EXERCISE
Would you repeat exactly the part of the listing below that runs from the line containing "point within tolerance" down to the line containing "self.cells.entry(point.key()).or_default().push(idx);", inclusive, and nothing else?
((
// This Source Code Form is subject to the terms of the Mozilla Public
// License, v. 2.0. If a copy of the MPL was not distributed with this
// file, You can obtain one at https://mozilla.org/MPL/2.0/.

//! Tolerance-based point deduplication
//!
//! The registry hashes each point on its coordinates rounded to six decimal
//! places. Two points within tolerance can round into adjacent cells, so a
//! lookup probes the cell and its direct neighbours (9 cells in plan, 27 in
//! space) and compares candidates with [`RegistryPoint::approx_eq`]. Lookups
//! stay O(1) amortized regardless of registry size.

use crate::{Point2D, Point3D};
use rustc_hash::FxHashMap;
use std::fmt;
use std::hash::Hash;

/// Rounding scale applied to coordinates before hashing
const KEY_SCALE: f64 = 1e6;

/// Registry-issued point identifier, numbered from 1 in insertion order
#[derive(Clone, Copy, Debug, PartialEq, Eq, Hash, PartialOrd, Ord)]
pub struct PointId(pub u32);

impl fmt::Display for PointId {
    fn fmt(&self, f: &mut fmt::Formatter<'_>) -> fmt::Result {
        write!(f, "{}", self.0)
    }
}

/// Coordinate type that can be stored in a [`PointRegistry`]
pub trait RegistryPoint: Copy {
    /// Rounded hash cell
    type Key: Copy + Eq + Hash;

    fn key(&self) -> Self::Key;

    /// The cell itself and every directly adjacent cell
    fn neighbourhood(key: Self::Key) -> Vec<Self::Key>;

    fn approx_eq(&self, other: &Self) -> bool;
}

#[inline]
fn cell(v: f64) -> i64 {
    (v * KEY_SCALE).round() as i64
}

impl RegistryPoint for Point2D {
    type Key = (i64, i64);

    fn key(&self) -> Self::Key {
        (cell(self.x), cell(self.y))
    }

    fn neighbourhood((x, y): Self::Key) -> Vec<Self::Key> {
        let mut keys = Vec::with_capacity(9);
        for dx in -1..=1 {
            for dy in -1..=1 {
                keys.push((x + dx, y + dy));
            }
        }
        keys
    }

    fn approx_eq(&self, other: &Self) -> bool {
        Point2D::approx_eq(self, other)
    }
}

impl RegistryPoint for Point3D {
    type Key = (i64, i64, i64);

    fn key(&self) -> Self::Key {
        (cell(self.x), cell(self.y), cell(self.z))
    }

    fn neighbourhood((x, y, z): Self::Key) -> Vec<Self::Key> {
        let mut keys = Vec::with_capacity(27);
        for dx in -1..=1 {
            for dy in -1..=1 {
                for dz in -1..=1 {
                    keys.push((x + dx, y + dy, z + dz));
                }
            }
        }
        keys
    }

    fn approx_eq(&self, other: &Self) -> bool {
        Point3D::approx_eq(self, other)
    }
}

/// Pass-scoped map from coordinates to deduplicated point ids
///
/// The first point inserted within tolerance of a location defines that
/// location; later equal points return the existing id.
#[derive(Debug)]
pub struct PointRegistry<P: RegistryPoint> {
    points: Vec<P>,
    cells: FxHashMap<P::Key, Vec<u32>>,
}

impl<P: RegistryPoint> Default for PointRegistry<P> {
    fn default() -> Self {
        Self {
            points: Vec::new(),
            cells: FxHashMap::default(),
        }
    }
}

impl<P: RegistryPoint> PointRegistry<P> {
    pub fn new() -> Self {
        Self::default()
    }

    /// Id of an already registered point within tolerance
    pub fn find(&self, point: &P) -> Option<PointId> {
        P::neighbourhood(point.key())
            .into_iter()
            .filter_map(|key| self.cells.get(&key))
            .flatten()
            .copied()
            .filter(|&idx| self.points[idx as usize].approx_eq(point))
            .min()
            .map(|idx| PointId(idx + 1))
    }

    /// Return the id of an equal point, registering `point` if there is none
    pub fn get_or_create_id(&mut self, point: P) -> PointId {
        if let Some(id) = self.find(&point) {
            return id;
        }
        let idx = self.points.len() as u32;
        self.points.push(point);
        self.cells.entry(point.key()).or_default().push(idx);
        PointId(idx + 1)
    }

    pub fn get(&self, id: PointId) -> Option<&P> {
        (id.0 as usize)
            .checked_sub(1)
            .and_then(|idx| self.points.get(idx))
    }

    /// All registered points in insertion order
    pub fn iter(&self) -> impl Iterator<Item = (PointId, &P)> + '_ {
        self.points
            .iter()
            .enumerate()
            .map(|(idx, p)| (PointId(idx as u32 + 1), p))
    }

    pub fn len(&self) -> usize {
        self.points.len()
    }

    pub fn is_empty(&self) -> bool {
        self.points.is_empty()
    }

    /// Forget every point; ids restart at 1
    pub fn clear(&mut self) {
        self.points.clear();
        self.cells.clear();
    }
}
))
((
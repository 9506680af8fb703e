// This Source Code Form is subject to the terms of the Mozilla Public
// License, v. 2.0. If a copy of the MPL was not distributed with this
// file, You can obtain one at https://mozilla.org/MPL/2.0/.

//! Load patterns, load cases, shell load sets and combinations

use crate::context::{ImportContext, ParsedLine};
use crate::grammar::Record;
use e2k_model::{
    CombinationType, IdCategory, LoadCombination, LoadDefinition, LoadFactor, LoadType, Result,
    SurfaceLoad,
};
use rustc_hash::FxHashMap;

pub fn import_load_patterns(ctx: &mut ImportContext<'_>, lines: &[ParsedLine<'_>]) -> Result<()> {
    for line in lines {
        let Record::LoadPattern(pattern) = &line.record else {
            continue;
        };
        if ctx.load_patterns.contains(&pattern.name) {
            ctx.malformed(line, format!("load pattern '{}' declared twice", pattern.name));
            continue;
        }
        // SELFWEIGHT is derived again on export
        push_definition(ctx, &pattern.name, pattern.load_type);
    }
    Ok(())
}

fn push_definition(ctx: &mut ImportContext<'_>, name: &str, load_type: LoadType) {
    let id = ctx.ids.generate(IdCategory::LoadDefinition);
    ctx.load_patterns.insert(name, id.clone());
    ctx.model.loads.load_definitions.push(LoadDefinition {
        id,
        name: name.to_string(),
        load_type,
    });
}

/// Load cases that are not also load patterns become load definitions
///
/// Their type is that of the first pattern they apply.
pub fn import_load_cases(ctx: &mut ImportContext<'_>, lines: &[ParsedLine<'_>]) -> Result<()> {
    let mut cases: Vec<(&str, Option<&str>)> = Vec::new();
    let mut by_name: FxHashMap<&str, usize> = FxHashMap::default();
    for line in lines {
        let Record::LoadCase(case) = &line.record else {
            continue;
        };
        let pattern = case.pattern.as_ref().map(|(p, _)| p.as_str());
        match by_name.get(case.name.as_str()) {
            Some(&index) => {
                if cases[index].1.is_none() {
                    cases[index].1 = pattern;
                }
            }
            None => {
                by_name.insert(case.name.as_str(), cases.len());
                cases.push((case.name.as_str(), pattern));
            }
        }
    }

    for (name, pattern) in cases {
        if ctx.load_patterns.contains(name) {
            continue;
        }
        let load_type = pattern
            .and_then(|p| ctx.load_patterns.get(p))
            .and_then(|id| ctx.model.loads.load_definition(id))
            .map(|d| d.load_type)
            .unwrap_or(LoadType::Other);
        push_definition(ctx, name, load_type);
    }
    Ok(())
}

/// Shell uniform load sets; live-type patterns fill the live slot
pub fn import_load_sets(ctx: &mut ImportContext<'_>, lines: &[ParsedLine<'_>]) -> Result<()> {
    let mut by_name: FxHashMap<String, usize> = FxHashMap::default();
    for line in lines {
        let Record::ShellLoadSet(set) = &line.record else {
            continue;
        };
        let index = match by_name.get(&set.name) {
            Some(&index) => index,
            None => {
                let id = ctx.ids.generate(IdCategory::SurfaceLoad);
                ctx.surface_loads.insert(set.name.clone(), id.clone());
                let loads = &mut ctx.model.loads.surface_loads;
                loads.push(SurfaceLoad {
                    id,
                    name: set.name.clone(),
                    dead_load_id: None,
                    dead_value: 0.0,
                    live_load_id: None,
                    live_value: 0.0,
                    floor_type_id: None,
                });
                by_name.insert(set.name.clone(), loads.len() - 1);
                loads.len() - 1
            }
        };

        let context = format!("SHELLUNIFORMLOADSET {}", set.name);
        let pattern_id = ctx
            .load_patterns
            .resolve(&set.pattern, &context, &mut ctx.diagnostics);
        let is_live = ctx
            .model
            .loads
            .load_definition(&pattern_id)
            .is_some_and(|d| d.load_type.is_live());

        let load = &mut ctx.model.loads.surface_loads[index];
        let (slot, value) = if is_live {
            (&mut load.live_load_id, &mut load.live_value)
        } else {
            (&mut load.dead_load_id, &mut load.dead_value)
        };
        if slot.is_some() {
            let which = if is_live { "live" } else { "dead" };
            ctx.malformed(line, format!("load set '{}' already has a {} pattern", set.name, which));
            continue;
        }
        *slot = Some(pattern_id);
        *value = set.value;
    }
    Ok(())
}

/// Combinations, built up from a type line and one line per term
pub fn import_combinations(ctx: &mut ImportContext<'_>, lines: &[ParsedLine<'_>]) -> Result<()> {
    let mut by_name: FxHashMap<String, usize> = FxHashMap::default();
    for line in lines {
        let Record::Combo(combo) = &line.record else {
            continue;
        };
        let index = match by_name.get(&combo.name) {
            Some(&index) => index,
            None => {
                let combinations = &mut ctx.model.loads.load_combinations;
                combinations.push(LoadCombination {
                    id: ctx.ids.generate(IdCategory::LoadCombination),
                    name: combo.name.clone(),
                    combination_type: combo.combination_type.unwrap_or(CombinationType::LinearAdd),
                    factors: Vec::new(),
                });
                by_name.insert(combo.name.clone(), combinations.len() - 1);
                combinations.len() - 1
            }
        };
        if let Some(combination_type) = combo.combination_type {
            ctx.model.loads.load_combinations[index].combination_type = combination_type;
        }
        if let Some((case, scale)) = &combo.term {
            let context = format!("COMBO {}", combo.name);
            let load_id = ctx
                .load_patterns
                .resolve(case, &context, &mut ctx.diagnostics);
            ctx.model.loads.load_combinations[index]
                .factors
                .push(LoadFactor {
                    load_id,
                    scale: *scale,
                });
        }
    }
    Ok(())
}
))
((
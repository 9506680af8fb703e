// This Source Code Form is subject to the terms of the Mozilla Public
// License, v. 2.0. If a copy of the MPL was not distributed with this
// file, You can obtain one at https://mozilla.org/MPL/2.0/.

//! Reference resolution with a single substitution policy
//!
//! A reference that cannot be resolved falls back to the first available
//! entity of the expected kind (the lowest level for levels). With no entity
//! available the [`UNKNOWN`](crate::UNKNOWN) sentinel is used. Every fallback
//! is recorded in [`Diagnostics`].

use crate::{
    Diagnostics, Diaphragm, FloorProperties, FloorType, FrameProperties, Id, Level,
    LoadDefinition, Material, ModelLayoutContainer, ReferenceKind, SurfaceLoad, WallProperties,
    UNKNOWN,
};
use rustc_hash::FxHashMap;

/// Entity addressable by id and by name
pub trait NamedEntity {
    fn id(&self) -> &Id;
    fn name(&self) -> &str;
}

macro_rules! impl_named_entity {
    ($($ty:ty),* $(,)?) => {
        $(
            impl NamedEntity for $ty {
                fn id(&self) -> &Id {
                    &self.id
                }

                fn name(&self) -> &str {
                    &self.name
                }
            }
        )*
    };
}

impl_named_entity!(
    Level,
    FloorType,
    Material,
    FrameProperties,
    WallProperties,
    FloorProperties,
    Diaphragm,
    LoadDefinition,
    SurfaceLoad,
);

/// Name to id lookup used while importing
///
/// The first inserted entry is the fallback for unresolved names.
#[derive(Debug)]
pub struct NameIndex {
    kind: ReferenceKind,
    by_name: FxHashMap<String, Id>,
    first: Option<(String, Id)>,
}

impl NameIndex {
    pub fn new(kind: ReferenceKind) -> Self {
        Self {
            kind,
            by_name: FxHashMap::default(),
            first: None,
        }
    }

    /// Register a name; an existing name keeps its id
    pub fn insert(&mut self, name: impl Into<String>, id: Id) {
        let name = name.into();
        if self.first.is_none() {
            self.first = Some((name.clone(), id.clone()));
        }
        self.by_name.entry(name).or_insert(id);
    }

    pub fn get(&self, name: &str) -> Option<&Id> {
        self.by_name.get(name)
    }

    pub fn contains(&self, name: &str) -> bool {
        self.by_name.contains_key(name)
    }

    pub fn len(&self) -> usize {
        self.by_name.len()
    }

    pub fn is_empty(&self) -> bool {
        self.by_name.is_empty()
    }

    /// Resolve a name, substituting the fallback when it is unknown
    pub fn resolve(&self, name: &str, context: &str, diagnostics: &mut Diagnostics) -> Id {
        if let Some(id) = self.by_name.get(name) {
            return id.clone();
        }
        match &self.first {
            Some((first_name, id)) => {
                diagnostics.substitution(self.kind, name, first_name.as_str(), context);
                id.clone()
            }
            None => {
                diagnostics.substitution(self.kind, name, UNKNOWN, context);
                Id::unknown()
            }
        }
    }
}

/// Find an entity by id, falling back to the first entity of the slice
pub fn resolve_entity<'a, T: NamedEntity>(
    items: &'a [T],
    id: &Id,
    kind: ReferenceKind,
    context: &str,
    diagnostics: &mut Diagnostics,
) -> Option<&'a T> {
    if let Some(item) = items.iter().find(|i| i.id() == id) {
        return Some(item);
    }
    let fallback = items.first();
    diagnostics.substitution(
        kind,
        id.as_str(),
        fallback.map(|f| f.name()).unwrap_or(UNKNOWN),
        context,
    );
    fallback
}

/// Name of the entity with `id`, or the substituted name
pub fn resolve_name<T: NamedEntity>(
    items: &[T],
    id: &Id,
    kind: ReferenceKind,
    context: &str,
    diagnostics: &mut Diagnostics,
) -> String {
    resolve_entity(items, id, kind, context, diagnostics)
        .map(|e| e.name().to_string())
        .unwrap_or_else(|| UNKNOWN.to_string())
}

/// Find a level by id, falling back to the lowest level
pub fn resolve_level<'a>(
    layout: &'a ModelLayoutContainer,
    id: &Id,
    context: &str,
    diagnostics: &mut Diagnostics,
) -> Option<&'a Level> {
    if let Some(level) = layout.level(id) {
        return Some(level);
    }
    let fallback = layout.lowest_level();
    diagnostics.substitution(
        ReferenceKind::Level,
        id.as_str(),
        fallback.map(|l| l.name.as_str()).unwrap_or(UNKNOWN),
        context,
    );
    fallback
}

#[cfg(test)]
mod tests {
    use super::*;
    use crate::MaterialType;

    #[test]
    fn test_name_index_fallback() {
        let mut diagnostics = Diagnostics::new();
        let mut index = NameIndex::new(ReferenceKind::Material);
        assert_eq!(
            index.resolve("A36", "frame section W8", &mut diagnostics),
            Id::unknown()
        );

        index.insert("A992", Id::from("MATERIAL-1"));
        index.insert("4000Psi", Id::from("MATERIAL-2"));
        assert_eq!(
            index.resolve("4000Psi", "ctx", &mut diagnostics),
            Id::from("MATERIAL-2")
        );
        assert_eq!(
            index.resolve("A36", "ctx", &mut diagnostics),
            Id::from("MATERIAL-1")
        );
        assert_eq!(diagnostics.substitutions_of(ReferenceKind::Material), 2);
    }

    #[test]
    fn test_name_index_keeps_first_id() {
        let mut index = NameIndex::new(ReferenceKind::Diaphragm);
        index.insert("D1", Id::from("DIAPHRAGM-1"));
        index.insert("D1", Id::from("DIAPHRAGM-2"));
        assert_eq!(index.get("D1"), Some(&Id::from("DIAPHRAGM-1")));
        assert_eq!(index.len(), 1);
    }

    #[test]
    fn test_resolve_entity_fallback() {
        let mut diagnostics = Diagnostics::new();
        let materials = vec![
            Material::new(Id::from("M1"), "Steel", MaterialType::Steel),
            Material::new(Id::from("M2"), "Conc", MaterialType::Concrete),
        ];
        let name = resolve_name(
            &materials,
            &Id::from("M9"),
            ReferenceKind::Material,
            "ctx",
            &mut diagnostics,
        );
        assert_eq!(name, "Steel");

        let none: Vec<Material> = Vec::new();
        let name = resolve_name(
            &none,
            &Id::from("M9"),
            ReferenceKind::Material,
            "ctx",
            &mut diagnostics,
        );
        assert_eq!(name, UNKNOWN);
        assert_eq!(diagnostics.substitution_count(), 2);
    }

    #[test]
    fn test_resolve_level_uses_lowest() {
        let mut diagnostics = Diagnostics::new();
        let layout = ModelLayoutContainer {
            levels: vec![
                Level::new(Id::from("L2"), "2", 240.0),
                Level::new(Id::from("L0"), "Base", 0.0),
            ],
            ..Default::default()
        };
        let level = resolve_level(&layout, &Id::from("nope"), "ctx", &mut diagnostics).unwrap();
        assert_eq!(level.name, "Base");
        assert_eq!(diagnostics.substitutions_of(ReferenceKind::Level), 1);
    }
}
))
SOLUTION TO THIS EXERCISE
    /// Id of an already registered point within tolerance
    pub fn find(&self, point: &P) -> Option<PointId> {
        P::neighbourhood(point.key())
            .into_iter()
            .filter_map(|key| self.cells.get(&key))
            .flatten()
            .copied()
            .filter(|&idx| self.points[idx as usize].approx_eq(point))
            .min()
            .map(|idx| PointId(idx + 1))
    }

    /// Return the id of an equal point, registering `point` if there is none
    pub fn get_or_create_id(&mut self, point: P) -> PointId {
        if let Some(id) = self.find(&point) {
            return id;
        }
        let idx = self.points.len() as u32;
        self.points.push(point);
        self.cells.entry(point.key()).or_default().push(idx);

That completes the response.